══ Task material ══

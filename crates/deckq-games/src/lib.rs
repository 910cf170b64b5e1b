//! Card-game domains for deckq.
//!
//! Each game is static data: a [`Registry`] of commands built from the builtin handler kinds,
//! plus an embedded English message catalog shared by every game.

mod hearthstone;
mod lorcana;
mod magic;
mod ptcg;
mod stats;
mod yugioh;

use std::{fmt, str::FromStr};

use deckq_search::{CatalogError, MessageCatalog, Registry, RegistryError};
use serde::{Deserialize, Serialize};
use thiserror::Error;
use tracing::debug;

pub use stats::StatLine;

/// The embedded English catalog.
const EN: &str = include_str!("messages/en.toml");

/// A supported card game.
#[derive(Debug, Clone, Copy, PartialEq, Eq, Hash, PartialOrd, Ord, Serialize, Deserialize)]
#[serde(rename_all = "lowercase")]
pub enum Game {
    /// Magic: The Gathering.
    Magic,
    /// Hearthstone.
    Hearthstone,
    /// Yu-Gi-Oh!
    Yugioh,
    /// Disney Lorcana.
    Lorcana,
    /// Pokémon Trading Card Game.
    Ptcg,
}

/// A game name that is not recognised.
#[derive(Debug, Clone, PartialEq, Eq, Error)]
#[error("unknown game '{0}', expected one of: magic, hearthstone, yugioh, lorcana, ptcg")]
pub struct UnknownGame(pub String);

impl Game {
    /// Every game, in display order.
    pub const ALL: [Self; 5] = [
        Self::Magic,
        Self::Hearthstone,
        Self::Yugioh,
        Self::Lorcana,
        Self::Ptcg,
    ];

    /// The canonical lowercase name.
    pub const fn name(self) -> &'static str {
        match self {
            Self::Magic => "magic",
            Self::Hearthstone => "hearthstone",
            Self::Yugioh => "yugioh",
            Self::Lorcana => "lorcana",
            Self::Ptcg => "ptcg",
        }
    }

    /// Builds the game's command registry.
    pub fn registry(self) -> Result<Registry, RegistryError> {
        let registry = match self {
            Self::Magic => magic::registry(),
            Self::Hearthstone => hearthstone::registry(),
            Self::Yugioh => yugioh::registry(),
            Self::Lorcana => lorcana::registry(),
            Self::Ptcg => ptcg::registry(),
        }?;
        debug!(game = self.name(), commands = registry.commands().len(), "loaded game");
        Ok(registry)
    }
}

impl fmt::Display for Game {
    fn fmt(&self, f: &mut fmt::Formatter<'_>) -> fmt::Result {
        f.write_str(self.name())
    }
}

impl FromStr for Game {
    type Err = UnknownGame;

    fn from_str(s: &str) -> Result<Self, Self::Err> {
        let lower = s.trim().to_lowercase();
        let game = match lower.as_str() {
            "magic" | "mtg" => Self::Magic,
            "hearthstone" | "hs" => Self::Hearthstone,
            "yugioh" | "ygo" => Self::Yugioh,
            "lorcana" => Self::Lorcana,
            "ptcg" | "pokemon" => Self::Ptcg,
            _ => return Err(UnknownGame(s.to_string())),
        };
        Ok(game)
    }
}

/// Locales with an embedded catalog.
pub const LOCALES: &[&str] = &["en"];

/// The embedded catalog for a locale such as `en` or `en-US`, if there is one.
pub fn catalog(locale: &str) -> Result<Option<MessageCatalog>, CatalogError> {
    let language = locale
        .split(['-', '_'])
        .next()
        .unwrap_or(locale)
        .to_lowercase();
    match language.as_str() {
        "en" => MessageCatalog::from_toml("en", EN).map(Some),
        _ => Ok(None),
    }
}

#[cfg(test)]
mod tests {
    use deckq_search::{Catalog, Filter, compile, explain};

    use super::*;

    #[test]
    fn every_game_builds() {
        for game in Game::ALL {
            let registry = game.registry().unwrap();
            assert!(registry.raw().is_some(), "{game} has no raw command");
            assert!(registry.get("order").is_some(), "{game} has no order command");
        }
    }

    #[test]
    fn games_parse_from_names_and_short_forms() {
        for game in Game::ALL {
            assert_eq!(game.name().parse::<Game>(), Ok(game));
        }
        assert_eq!("MTG".parse::<Game>(), Ok(Game::Magic));
        assert_eq!("ygo".parse::<Game>(), Ok(Game::Yugioh));
        assert_eq!(
            "chess".parse::<Game>(),
            Err(UnknownGame("chess".to_string()))
        );
    }

    #[test]
    fn english_catalog_is_embedded() {
        let messages = catalog("en-US").unwrap().unwrap();
        assert_eq!(messages.locale(), "en");
        assert_eq!(messages.message("logic.and"), Some(" and "));
        assert_eq!(messages.message("command.cost"), Some("cost"));
        assert!(catalog("fr").unwrap().is_none());
    }

    #[test]
    fn every_command_has_a_display_name() {
        let messages = catalog("en").unwrap().unwrap();
        for game in Game::ALL {
            let registry = game.registry().unwrap();
            for command in registry.commands().iter().filter(|c| !c.is_raw()) {
                assert!(
                    messages.message(&format!("command.{}", command.id)).is_some(),
                    "{game}: no name for '{}'",
                    command.id
                );
            }
        }
    }

    #[test]
    fn magic_power_toughness_pattern() {
        let registry = Game::Magic.registry().unwrap();
        let filter = compile(&registry, "2/3").unwrap().fragment.unwrap();
        let Filter::All(parts) = filter else {
            panic!("expected both sides");
        };
        assert_eq!(parts.len(), 2);
    }

    #[test]
    fn magic_explanations_read_naturally() {
        let registry = Game::Magic.registry().unwrap();
        let messages = catalog("en").unwrap().unwrap();
        assert_eq!(
            explain(&registry, &messages, "goblin & mv<=2").unwrap().as_deref(),
            Some("the name contains \"goblin\" and the cost is 2 or less")
        );
        assert_eq!(
            explain(&registry, &messages, "c:rg & order:cost-").unwrap().as_deref(),
            Some("the colors include rg, then sorted by cost descending")
        );
    }

    #[test]
    fn magic_slash_words_are_alternations() {
        let registry = Game::Magic.registry().unwrap();
        for query in ["elf/goblin", "w/u", "1/2/3"] {
            let filter = compile(&registry, query).unwrap().fragment.unwrap();
            let alternatives = query.split('/').count();
            assert!(
                matches!(filter, Filter::Any(ref parts) if parts.len() == alternatives),
                "{query}: {filter:?}"
            );
        }
    }

    #[test]
    fn magic_variable_stats_still_match() {
        let registry = Game::Magic.registry().unwrap();
        let filter = compile(&registry, "*/X").unwrap().fragment.unwrap();
        assert_eq!(
            filter.to_document(),
            serde_json::json!({ "$and": [
                { "power": { "$eq": "*" } },
                { "toughness": { "$eq": "X" } },
            ] })
        );
    }

    #[test]
    fn hearthstone_runes_are_a_bit_field() {
        let registry = Game::Hearthstone.registry().unwrap();
        let document = |query: &str| {
            compile(&registry, query)
                .unwrap()
                .fragment
                .unwrap()
                .to_document()
        };
        assert_eq!(
            document("rune:bf"),
            serde_json::json!({ "runes": { "$bitsAllSet": 3 } })
        );
        assert_eq!(
            document("runes=unholy"),
            serde_json::json!({ "runes": { "$eq": 4 } })
        );

        let messages = catalog("en").unwrap().unwrap();
        assert_eq!(
            explain(&registry, &messages, "rune:frost").unwrap().as_deref(),
            Some("the runes include f")
        );
    }

    #[test]
    fn ptcg_slash_is_an_alternation() {
        let registry = Game::Ptcg.registry().unwrap();
        let filter = compile(&registry, "pikachu/raichu").unwrap().fragment.unwrap();
        assert!(matches!(filter, Filter::Any(ref parts) if parts.len() == 2));
    }
}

═══

§ **Work to complete**: Copy out the full material exactly as it appears.

§ **Exercise answer**:
filename crates/deckq-games/src/lib.rs
repository 910cf170b64b5e1b
//! Card-game domains for deckq.
//!
//! Each game is static data: a [`Registry`] of commands built from the builtin handler kinds,
//! plus an embedded English message catalog shared by every game.

mod hearthstone;
mod lorcana;
mod magic;
mod ptcg;
mod stats;
mod yugioh;

use std::{fmt, str::FromStr};

use deckq_search::{CatalogError, MessageCatalog, Registry, RegistryError};
use serde::{Deserialize, Serialize};
use thiserror::Error;
use tracing::debug;

pub use stats::StatLine;

/// The embedded English catalog.
const EN: &str = include_str!("messages/en.toml");

/// A supported card game.
#[derive(Debug, Clone, Copy, PartialEq, Eq, Hash, PartialOrd, Ord, Serialize, Deserialize)]
#[serde(rename_all = "lowercase")]
pub enum Game {
    /// Magic: The Gathering.
    Magic,
    /// Hearthstone.
    Hearthstone,
    /// Yu-Gi-Oh!
    Yugioh,
    /// Disney Lorcana.
    Lorcana,
    /// Pokémon Trading Card Game.
    Ptcg,
}

/// A game name that is not recognised.
#[derive(Debug, Clone, PartialEq, Eq, Error)]
#[error("unknown game '{0}', expected one of: magic, hearthstone, yugioh, lorcana, ptcg")]
pub struct UnknownGame(pub String);

impl Game {
    /// Every game, in display order.
    pub const ALL: [Self; 5] = [
        Self::Magic,
        Self::Hearthstone,
        Self::Yugioh,
        Self::Lorcana,
        Self::Ptcg,
    ];

    /// The canonical lowercase name.
    pub const fn name(self) -> &'static str {
        match self {
            Self::Magic => "magic",
            Self::Hearthstone => "hearthstone",
            Self::Yugioh => "yugioh",
            Self::Lorcana => "lorcana",
            Self::Ptcg => "ptcg",
        }
    }

    /// Builds the game's command registry.
    pub fn registry(self) -> Result<Registry, RegistryError> {
        let registry = match self {
            Self::Magic => magic::registry(),
            Self::Hearthstone => hearthstone::registry(),
            Self::Yugioh => yugioh::registry(),
            Self::Lorcana => lorcana::registry(),
            Self::Ptcg => ptcg::registry(),
        }?;
        debug!(game = self.name(), commands = registry.commands().len(), "loaded game");
        Ok(registry)
    }
}

impl fmt::Display for Game {
    fn fmt(&self, f: &mut fmt::Formatter<'_>) -> fmt::Result {
        f.write_str(self.name())
    }
}

impl FromStr for Game {
    type Err = UnknownGame;

    fn from_str(s: &str) -> Result<Self, Self::Err> {
        let lower = s.trim().to_lowercase();
        let game = match lower.as_str() {
            "magic" | "mtg" => Self::Magic,
            "hearthstone" | "hs" => Self::Hearthstone,
            "yugioh" | "ygo" => Self::Yugioh,
            "lorcana" => Self::Lorcana,
            "ptcg" | "pokemon" => Self::Ptcg,
            _ => return Err(UnknownGame(s.to_string())),
        };
        Ok(game)
    }
}

/// Locales with an embedded catalog.
pub const LOCALES: &[&str] = &["en"];

/// The embedded catalog for a locale such as `en` or `en-US`, if there is one.
pub fn catalog(locale: &str) -> Result<Option<MessageCatalog>, CatalogError> {
    let language = locale
        .split(['-', '_'])
        .next()
        .unwrap_or(locale)
        .to_lowercase();
    match language.as_str() {
        "en" => MessageCatalog::from_toml("en", EN).map(Some),
        _ => Ok(None),
    }
}

#[cfg(test)]
mod tests {
    use deckq_search::{Catalog, Filter, compile, explain};

    use super::*;

    #[test]
    fn every_game_builds() {
        for game in Game::ALL {
            let registry = game.registry().unwrap();
            assert!(registry.raw().is_some(), "{game} has no raw command");
            assert!(registry.get("order").is_some(), "{game} has no order command");
        }
    }

    #[test]
    fn games_parse_from_names_and_short_forms() {
        for game in Game::ALL {
            assert_eq!(game.name().parse::<Game>(), Ok(game));
        }
        assert_eq!("MTG".parse::<Game>(), Ok(Game::Magic));
        assert_eq!("ygo".parse::<Game>(), Ok(Game::Yugioh));
        assert_eq!(
            "chess".parse::<Game>(),
            Err(UnknownGame("chess".to_string()))
        );
    }

    #[test]
    fn english_catalog_is_embedded() {
        let messages = catalog("en-US").unwrap().unwrap();
        assert_eq!(messages.locale(), "en");
        assert_eq!(messages.message("logic.and"), Some(" and "));
        assert_eq!(messages.message("command.cost"), Some("cost"));
        assert!(catalog("fr").unwrap().is_none());
    }

    #[test]
    fn every_command_has_a_display_name() {
        let messages = catalog("en").unwrap().unwrap();
        for game in Game::ALL {
            let registry = game.registry().unwrap();
            for command in registry.commands().iter().filter(|c| !c.is_raw()) {
                assert!(
                    messages.message(&format!("command.{}", command.id)).is_some(),
                    "{game}: no name for '{}'",
                    command.id
                );
            }
        }
    }

    #[test]
    fn magic_power_toughness_pattern() {
        let registry = Game::Magic.registry().unwrap();
        let filter = compile(&registry, "2/3").unwrap().fragment.unwrap();
        let Filter::All(parts) = filter else {
            panic!("expected both sides");
        };
        assert_eq!(parts.len(), 2);
    }

    #[test]
    fn magic_explanations_read_naturally() {
        let registry = Game::Magic.registry().unwrap();
        let messages = catalog("en").unwrap().unwrap();
        assert_eq!(
            explain(&registry, &messages, "goblin & mv<=2").unwrap().as_deref(),
            Some("the name contains \"goblin\" and the cost is 2 or less")
        );
        assert_eq!(
            explain(&registry, &messages, "c:rg & order:cost-").unwrap().as_deref(),
            Some("the colors include rg, then sorted by cost descending")
        );
    }

    #[test]
    fn magic_slash_words_are_alternations() {
        let registry = Game::Magic.registry().unwrap();
        for query in ["elf/goblin", "w/u", "1/2/3"] {
            let filter = compile(&registry, query).unwrap().fragment.unwrap();
            let alternatives = query.split('/').count();
            assert!(
                matches!(filter, Filter::Any(ref parts) if parts.len() == alternatives),
                "{query}: {filter:?}"
            );
        }
    }

    #[test]
    fn magic_variable_stats_still_match() {
        let registry = Game::Magic.registry().unwrap();
        let filter = compile(&registry, "*/X").unwrap().fragment.unwrap();
        assert_eq!(
            filter.to_document(),
            serde_json::json!({ "$and": [
                { "power": { "$eq": "*" } },
                { "toughness": { "$eq": "X" } },
            ] })
        );
    }

    #[test]
    fn hearthstone_runes_are_a_bit_field() {
        let registry = Game::Hearthstone.registry().unwrap();
        let document = |query: &str| {
            compile(&registry, query)
                .unwrap()
                .fragment
                .unwrap()
                .to_document()
        };
        assert_eq!(
            document("rune:bf"),
            serde_json::json!({ "runes": { "$bitsAllSet": 3 } })
        );
        assert_eq!(
            document("runes=unholy"),
            serde_json::json!({ "runes": { "$eq": 4 } })
        );

        let messages = catalog("en").unwrap().unwrap();
        assert_eq!(
            explain(&registry, &messages, "rune:frost").unwrap().as_deref(),
            Some("the runes include f")
        );
    }

    #[test]
    fn ptcg_slash_is_an_alternation() {
        let registry = Game::Ptcg.registry().unwrap();
        let filter = compile(&registry, "pikachu/raichu").unwrap().fragment.unwrap();
        assert!(matches!(filter, Filter::Any(ref parts) if parts.len() == 2));
    }
}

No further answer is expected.